The only question which remains for decision is whether plaintiffs are now barred from attacking the levies for 1924 and thereafter, because they have not exhausted their administrative remedies by complaint to the auditor and tax commission. We are of the opinion that the case reached its justiciable stage, so far as permitting action under section 12075 of the General Code of Ohio, when the property was listed for taxation upon the duplicate. Cf. Lander v. Mercantile Nat. Bank, 118 F. 785, 791 (C. C. A. 6). There is grave doubt whether under the tax laws of Ohio either the auditor or the tax commission has authority to equalize valuations downward and so avoid the pernicious effeet of the alleged discrimination. See discussion in Western Union Telegraph Co. v. Tax Commission (D. C.) 21 F.(2d) 355. Otherwise expressed, the powers of the tax commission would seem limited to relief against assessments in excess of the true value in money only. Such was the nature of the complaint in Hammond, Treas., v. Winder, Receiver, 112 Ohio St. 158, 147 N. E. 94. Nor could plaintiffs effectually eliminate the discrimination by securing an increase of valuation in the under-valued property. This has been referred to as a public rather than a private remedy. Greene v. L. & I. R. Co., supra, 244 U. S. at page 521 (37 S. Ct. 673); Paxton v. Ohio Fuel Supply Co., supra, 11 F.(2d) at page 742. As regards discriminatory valuations, the possibility of relief in administrative tribunals is at best doubtful. “If the remedy by law is doubtful, equitable relief may be had.” Bohler v. Callaway, 267 U. S. 479, 488, 45 S. Ct. 431, 435 (69 L. Ed. 745).

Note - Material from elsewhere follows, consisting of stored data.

/// Continuation cursor for the subscribe loop.
///
/// `current == 0` iff the next issued request is an initial registration
/// (wire parameter `tt=0`). `region == -1` means "unset".
#[derive(Debug, Clone, Copy, PartialEq, Eq, Default)]
pub struct Cursor {
	current: u64,
	current_region: i32,
	last: u64,
	last_region: i32,
	r#override: Option<u64>,
}

/// A `(timetoken, region)` snapshot, as seen by the Request Builder.
#[derive(Debug, Clone, Copy, PartialEq, Eq)]
pub struct CursorSnapshot {
	pub current: u64,
	pub current_region: i32,
	pub last: u64,
	pub last_region: i32,
}

impl Cursor {
	pub fn new() -> Self {
		Self {
			current: 0,
			current_region: -1,
			last: 0,
			last_region: -1,
			r#override: None,
		}
	}

	/// Is the next request an initial registration?
	#[inline]
	pub fn is_initial(&self) -> bool {
		self.current == 0
	}

	pub fn snapshot(&self) -> CursorSnapshot {
		CursorSnapshot {
			current: self.current,
			current_region: self.current_region,
			last: self.last,
			last_region: self.last_region,
		}
	}

	/// Records an override token to be used for the next initial
	/// registration, superseding whatever `begin_initial` would otherwise
	/// choose.
	pub fn set_override(&mut self, token: Option<u64>) {
		self.r#override = token.filter(|t| *t != 0);
	}

	pub fn pending_override(&self) -> Option<u64> {
		self.r#override
	}

	/// §4.1: begin an initial registration. If `current != 0` it is moved
	/// into `last` rather than discarded.
	pub fn begin_initial(&mut self) {
		if self.current != 0 {
			self.last = self.current;
			self.last_region = self.current_region;
		}
		self.current = 0;
		self.current_region = -1;
	}

	/// §4.2 cursor advancement on a successful response.
	///
	/// `keep_on_list_change_or_restore` folds together the two
	/// configuration-dependent conditions from the specification (the
	/// "keep time token on list change" flag, and "catch up on restore"
	/// while `restoring_after_network_issues` is set) since both resolve to
	/// the same rule: reuse `last` as `current` when available. The pending
	/// override, if any, is consumed here regardless of outcome — it is a
	/// one-shot signal for the next initial registration only — but it only
	/// supersedes the reuse-last/accept-T choice within that same
	/// conditional branch; a plain initial response with no active flag
	/// always adopts the response's own timetoken (S5).
	pub fn accept(
		&mut self,
		timetoken: u64,
		region: i32,
		is_initial: bool,
		keep_on_list_change_or_restore: bool,
	) {
		if !is_initial && self.current == 0 {
			// Stale reply after a reset; ignore for cursor purposes.
			return;
		}

		let override_token = self.r#override.take();

		if is_initial && keep_on_list_change_or_restore {
			if let Some(override_token) = override_token {
				self.last = self.current;
				self.last_region = self.current_region;
				self.current = override_token;
				self.current_region = region;
				return;
			}

			if self.last != 0 {
				self.current = self.last;
				self.current_region = self.last_region;
				self.last = 0;
				self.last_region = -1;
				return;
			}
		}

		self.last = self.current;
		self.last_region = self.current_region;
		self.current = timetoken;
		self.current_region = region;
	}

	/// Resets every field to its sentinel value and clears any pending
	/// override.
	pub fn reset(&mut self) {
		*self = Self::new();
	}
}
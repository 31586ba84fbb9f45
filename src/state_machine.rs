use crate::transport::Category;

/// The finite set of subscriber states (§3, §4.5).
///
/// `MalformedFilter` and `RequestTooLong` are not tracked as distinct
/// variants: per the specification's design notes, both are stored
/// internally as `UnexpectedlyDisconnected` and only differ in the
/// [`Category`] reported at the moment of transition. Since every row of
/// the transition table treats `MalformedFilter`/`RequestTooLong` exactly
/// like `UnexpectedlyDisconnected`, collapsing them loses no behaviour and
/// keeps the machine's own state space small.
#[derive(Debug, Clone, Copy, PartialEq, Eq, Default)]
pub enum SubscriberState {
	#[default]
	Initialized,
	Connected,
	Disconnected,
	UnexpectedlyDisconnected,
	AccessDenied,
}

/// The state a transition is being requested towards.
#[derive(Debug, Clone, Copy, PartialEq, Eq)]
pub enum Target {
	Connected,
	Disconnected,
	UnexpectedlyDisconnected,
	AccessDenied,
	MalformedFilter,
	RequestTooLong,
}

/// The result of applying a [`Target`] to the current [`SubscriberState`].
#[derive(Debug, Clone, Copy, PartialEq, Eq)]
pub struct Transition {
	pub next: SubscriberState,
	pub category: Category,
	/// Whether the listener sink should be notified of this transition.
	pub observable: bool,
	/// New value for the "a restore attempt may be needed" flag (§4.5).
	pub may_require_restore: bool,
}

/// Computes the table in §4.5.
///
/// Two cells are genuinely distinctive: `Disconnected -> Disconnected` is
/// suppressed (the specification marks it "ignore"), and any transition
/// into `Connected` from `UnexpectedlyDisconnected` is reported as
/// `Reconnected` rather than `Connected` (invariant I6). Every other cell
/// in the table reduces to "perform the transition and report its plain
/// category", which this function applies uniformly rather than as a
/// literal per-cell lookup.
pub fn transition(state: SubscriberState, target: Target) -> Transition {
	match target {
		Target::Connected => {
			let category = if state == SubscriberState::UnexpectedlyDisconnected {
				Category::Reconnected
			} else {
				Category::Connected
			};
			Transition {
				next: SubscriberState::Connected,
				category,
				observable: true,
				may_require_restore: true,
			}
		}
		Target::Disconnected => {
			if state == SubscriberState::Disconnected {
				Transition {
					next: SubscriberState::Disconnected,
					category: Category::Disconnected,
					observable: false,
					may_require_restore: false,
				}
			} else {
				Transition {
					next: SubscriberState::Disconnected,
					category: Category::Disconnected,
					observable: true,
					may_require_restore: true,
				}
			}
		}
		Target::UnexpectedlyDisconnected => Transition {
			next: SubscriberState::UnexpectedlyDisconnected,
			category: Category::UnexpectedDisconnect,
			observable: true,
			may_require_restore: true,
		},
		Target::AccessDenied => Transition {
			next: SubscriberState::AccessDenied,
			category: Category::AccessDenied,
			observable: true,
			may_require_restore: false,
		},
		Target::MalformedFilter => Transition {
			next: SubscriberState::UnexpectedlyDisconnected,
			category: Category::MalformedFilter,
			observable: true,
			may_require_restore: false,
		},
		Target::RequestTooLong => Transition {
			next: SubscriberState::UnexpectedlyDisconnected,
			category: Category::RequestTooLong,
			observable: true,
			may_require_restore: false,
		},
	}
}

/// §4.5 restore path: should a restore attempt (re-entering `subscribe`)
/// be made right now?
pub fn should_restore(state: SubscriberState, may_require_restore: bool) -> bool {
	match state {
		SubscriberState::AccessDenied => true,
		SubscriberState::UnexpectedlyDisconnected => may_require_restore,
		_ => false,
	}
}
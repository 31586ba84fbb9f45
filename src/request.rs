use crate::{cursor::CursorSnapshot, subscription_set::SubscriptionSet};
use percent_encoding::{utf8_percent_encode, AsciiSet, NON_ALPHANUMERIC};
use std::collections::HashMap;

/// Escape set used for the `state` and `filter-expr` query values, matching
/// the ecosystem convention of reserving every byte outside `[A-Za-z0-9]`.
const COMPONENT: &AsciiSet = NON_ALPHANUMERIC;

/// Assembles the wire parameter bag for a subscribe request (§4.7).
#[derive(Debug, Default)]
pub struct RequestBuilder {
	pub heartbeat_seconds: u32,
	pub filter_expression: Option<String>,
	pub manage_presence_list_manually: bool,
}

impl RequestBuilder {
	pub fn new() -> Self {
		Self::default()
	}

	/// Builds the parameter bag. `state_json` is the pre-merged, serialized
	/// per-channel custom state (already the responsibility of the
	/// client-state store); `extra_query_params` is merged in last and may
	/// only add keys, never override the builder's own.
	pub fn build(
		&self,
		subscriptions: &SubscriptionSet,
		cursor: &CursorSnapshot,
		state_json: Option<&str>,
		extra_query_params: &HashMap<String, String>,
	) -> (String, HashMap<String, String>) {
		let channels: Vec<&str> = subscriptions
			.data()
			.chain(subscriptions.presence())
			.map(|c| c.as_str())
			.collect();

		let path = if channels.is_empty() {
			",".to_owned()
		} else {
			channels.join(",")
		};

		let mut params = HashMap::new();
		params.insert("tt".to_owned(), cursor.current.to_string());

		if cursor.current_region > -1 {
			params.insert("tr".to_owned(), cursor.current_region.to_string());
		}

		let groups: Vec<&str> = subscriptions.groups().map(|c| c.as_str()).collect();
		if !groups.is_empty() {
			params.insert("channel-group".to_owned(), groups.join(","));
		}

		if self.heartbeat_seconds > 0 {
			params.insert("heartbeat".to_owned(), self.heartbeat_seconds.to_string());
		}

		if let Some(state) = state_json.filter(|s| !s.is_empty() && *s != "{}") {
			let escaped = utf8_percent_encode(state, COMPONENT).to_string();
			params.insert("state".to_owned(), escaped);
		}

		if let Some(filter) = self.filter_expression.as_deref().filter(|f| !f.is_empty()) {
			let escaped = utf8_percent_encode(filter, COMPONENT).to_string();
			params.insert("filter-expr".to_owned(), escaped);
		}

		for (key, value) in extra_query_params {
			params.entry(key.clone()).or_insert_with(|| value.clone());
		}

		(path, params)
	}
}

#[cfg(test)]
mod tests {
	use super::*;
	use crate::channel::ChannelBuf;

	fn ch(s: &str) -> ChannelBuf {
		ChannelBuf::new(s).unwrap()
	}

	#[test]
	fn empty_set_uses_comma_sentinel_path() {
		let builder = RequestBuilder::new();
		let set = SubscriptionSet::new();
		let cursor = CursorSnapshot {
			current: 0,
			current_region: -1,
			last: 0,
			last_region: -1,
		};
		let (path, params) = builder.build(&set, &cursor, None, &HashMap::new());
		assert_eq!(path, ",");
		assert_eq!(params.get("tt").unwrap(), "0");
		assert!(!params.contains_key("tr"));
	}

	#[test]
	fn region_included_only_when_set() {
		let builder = RequestBuilder::new();
		let mut set = SubscriptionSet::new();
		set.add_channels([ch("a")]);
		let cursor = CursorSnapshot {
			current: 15,
			current_region: 2,
			last: 0,
			last_region: -1,
		};
		let (_, params) = builder.build(&set, &cursor, None, &HashMap::new());
		assert_eq!(params.get("tr").unwrap(), "2");
	}

	#[test]
	fn groups_are_comma_joined() {
		let builder = RequestBuilder::new();
		let mut set = SubscriptionSet::new();
		set.add_groups([ch("g1"), ch("g2")]);
		let cursor = CursorSnapshot {
			current: 0,
			current_region: -1,
			last: 0,
			last_region: -1,
		};
		let (_, params) = builder.build(&set, &cursor, None, &HashMap::new());
		let group_param = params.get("channel-group").unwrap();
		assert!(group_param.contains("g1") && group_param.contains("g2"));
	}

	#[test]
	fn extra_params_never_override_builder_keys() {
		let builder = RequestBuilder::new();
		let set = SubscriptionSet::new();
		let cursor = CursorSnapshot {
			current: 15,
			current_region: -1,
			last: 0,
			last_region: -1,
		};
		let mut extra = HashMap::new();
		extra.insert("tt".to_owned(), "999".to_owned());
		let (_, params) = builder.build(&set, &cursor, None, &extra);
		assert_eq!(params.get("tt").unwrap(), "15");
	}

	#[test]
	fn state_is_percent_escaped() {
		let builder = RequestBuilder::new();
		let mut set = SubscriptionSet::new();
		set.add_channels([ch("a")]);
		let cursor = CursorSnapshot {
			current: 0,
			current_region: -1,
			last: 0,
			last_region: -1,
		};
		let (_, params) = builder.build(&set, &cursor, Some(r#"{"a":1}"#), &HashMap::new());
		let state = params.get("state").unwrap();
		assert!(!state.contains('{'));
	}
}
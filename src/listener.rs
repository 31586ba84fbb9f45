use crate::{
	events::{ActionEvent, DecryptionErrorEvent, FileEvent, MessageEvent, ObjectEvent, PresenceEvent},
	transport::Category,
};
use async_trait::async_trait;

/// Status delivered to [`ListenerSink::notify_status`].
#[derive(Debug, Clone)]
pub struct StatusNotification {
	pub category: Category,
}

/// The external collaborator that receives every event and status the
/// engine produces (§6). All dispatches for a single response happen inside
/// one "notify block" so the transport thread never interleaves two
/// responses' deliveries; the engine itself enforces this by awaiting each
/// `notify_*` call in order rather than spawning them concurrently.
#[async_trait]
pub trait ListenerSink: Send + Sync {
	async fn notify_status(&self, status: StatusNotification);
	async fn notify_message(&self, event: MessageEvent);
	async fn notify_signal(&self, event: MessageEvent);
	async fn notify_message_action(&self, event: ActionEvent);
	async fn notify_object(&self, event: ObjectEvent);
	async fn notify_file(&self, event: FileEvent);
	async fn notify_presence(&self, event: PresenceEvent);
	async fn notify_decryption_error(&self, event: DecryptionErrorEvent);
}
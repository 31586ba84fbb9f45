use crate::error::EngineError;

/// Configuration flags consumed by the engine (§6). Construct with
/// [`ConfigBuilder`]; `uuid` is the only field without a sensible default.
#[derive(Debug, Clone)]
pub struct Config {
	pub uuid: String,
	pub keep_time_token_on_list_change: bool,
	pub catch_up_on_subscription_restore: bool,
	pub suppress_leave_events: bool,
	pub manage_presence_list_manually: bool,
	pub maximum_messages_cache_size: usize,
	pub request_message_count_threshold: usize,
	pub presence_heartbeat_seconds: u32,
}

impl Config {
	pub fn builder(uuid: impl Into<String>) -> ConfigBuilder {
		ConfigBuilder::new(uuid)
	}
}

/// Builder for [`Config`], mirroring the `Options`/`From<(host, port)>`
/// construction idiom used elsewhere in this crate's ancestry.
#[derive(Debug)]
pub struct ConfigBuilder {
	uuid: Option<String>,
	keep_time_token_on_list_change: bool,
	catch_up_on_subscription_restore: bool,
	suppress_leave_events: bool,
	manage_presence_list_manually: bool,
	maximum_messages_cache_size: usize,
	request_message_count_threshold: usize,
	presence_heartbeat_seconds: u32,
}

impl Default for ConfigBuilder {
	fn default() -> Self {
		Self {
			uuid: None,
			keep_time_token_on_list_change: false,
			catch_up_on_subscription_restore: false,
			suppress_leave_events: false,
			manage_presence_list_manually: false,
			maximum_messages_cache_size: 100,
			request_message_count_threshold: 0,
			presence_heartbeat_seconds: 0,
		}
	}
}

impl ConfigBuilder {
	pub fn new(uuid: impl Into<String>) -> Self {
		Self {
			uuid: Some(uuid.into()),
			..Default::default()
		}
	}

	pub fn keep_time_token_on_list_change(mut self, value: bool) -> Self {
		self.keep_time_token_on_list_change = value;
		self
	}

	pub fn catch_up_on_subscription_restore(mut self, value: bool) -> Self {
		self.catch_up_on_subscription_restore = value;
		self
	}

	pub fn suppress_leave_events(mut self, value: bool) -> Self {
		self.suppress_leave_events = value;
		self
	}

	pub fn manage_presence_list_manually(mut self, value: bool) -> Self {
		self.manage_presence_list_manually = value;
		self
	}

	pub fn maximum_messages_cache_size(mut self, value: usize) -> Self {
		self.maximum_messages_cache_size = value;
		self
	}

	pub fn request_message_count_threshold(mut self, value: usize) -> Self {
		self.request_message_count_threshold = value;
		self
	}

	pub fn presence_heartbeat_seconds(mut self, value: u32) -> Self {
		self.presence_heartbeat_seconds = value;
		self
	}

	pub fn build(self) -> Result<Config, EngineError> {
		let uuid = self.uuid.ok_or(EngineError::IncompleteConfig("uuid"))?;

		Ok(Config {
			uuid,
			keep_time_token_on_list_change: self.keep_time_token_on_list_change,
			catch_up_on_subscription_restore: self.catch_up_on_subscription_restore,
			suppress_leave_events: self.suppress_leave_events,
			manage_presence_list_manually: self.manage_presence_list_manually,
			maximum_messages_cache_size: self.maximum_messages_cache_size,
			request_message_count_threshold: self.request_message_count_threshold,
			presence_heartbeat_seconds: self.presence_heartbeat_seconds,
		})
	}
}

#[cfg(test)]
mod tests {
	use super::*;

	#[test]
	fn build_requires_uuid() {
		let err = ConfigBuilder::default().build().unwrap_err();
		assert!(matches!(err, EngineError::IncompleteConfig("uuid")));
	}

	#[test]
	fn defaults_match_specification() {
		let config = Config::builder("my-uuid").build().unwrap();
		assert_eq!(config.maximum_messages_cache_size, 100);
		assert_eq!(config.request_message_count_threshold, 0);
		assert!(!config.keep_time_token_on_list_change);
	}

	#[test]
	fn builder_setters_are_chainable() {
		let config = Config::builder("my-uuid")
			.keep_time_token_on_list_change(true)
			.maximum_messages_cache_size(5)
			.build()
			.unwrap();
		assert!(config.keep_time_token_on_list_change);
		assert_eq!(config.maximum_messages_cache_size, 5);
	}
}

As regards the alleged failure to exhaust administrative remedies by not applying for exemption, this would apply only to personalty. The question of taxability of personal property for 1922 and 1923 has been disposed of under the doctrine of res judicata, that of taxability for subsequent years is not in the ease, and we have held the real estate not used exclusively for the charitable purpose is clearly taxable. No situation is therefore presented upon which the contention may operate.

The judgment dismissing the bill must be reversed, and the cause remanded for reformation of the pleadings, to present only the questions remaining, and for further proceedings consistent with this opinion. No costs will be allowed either party.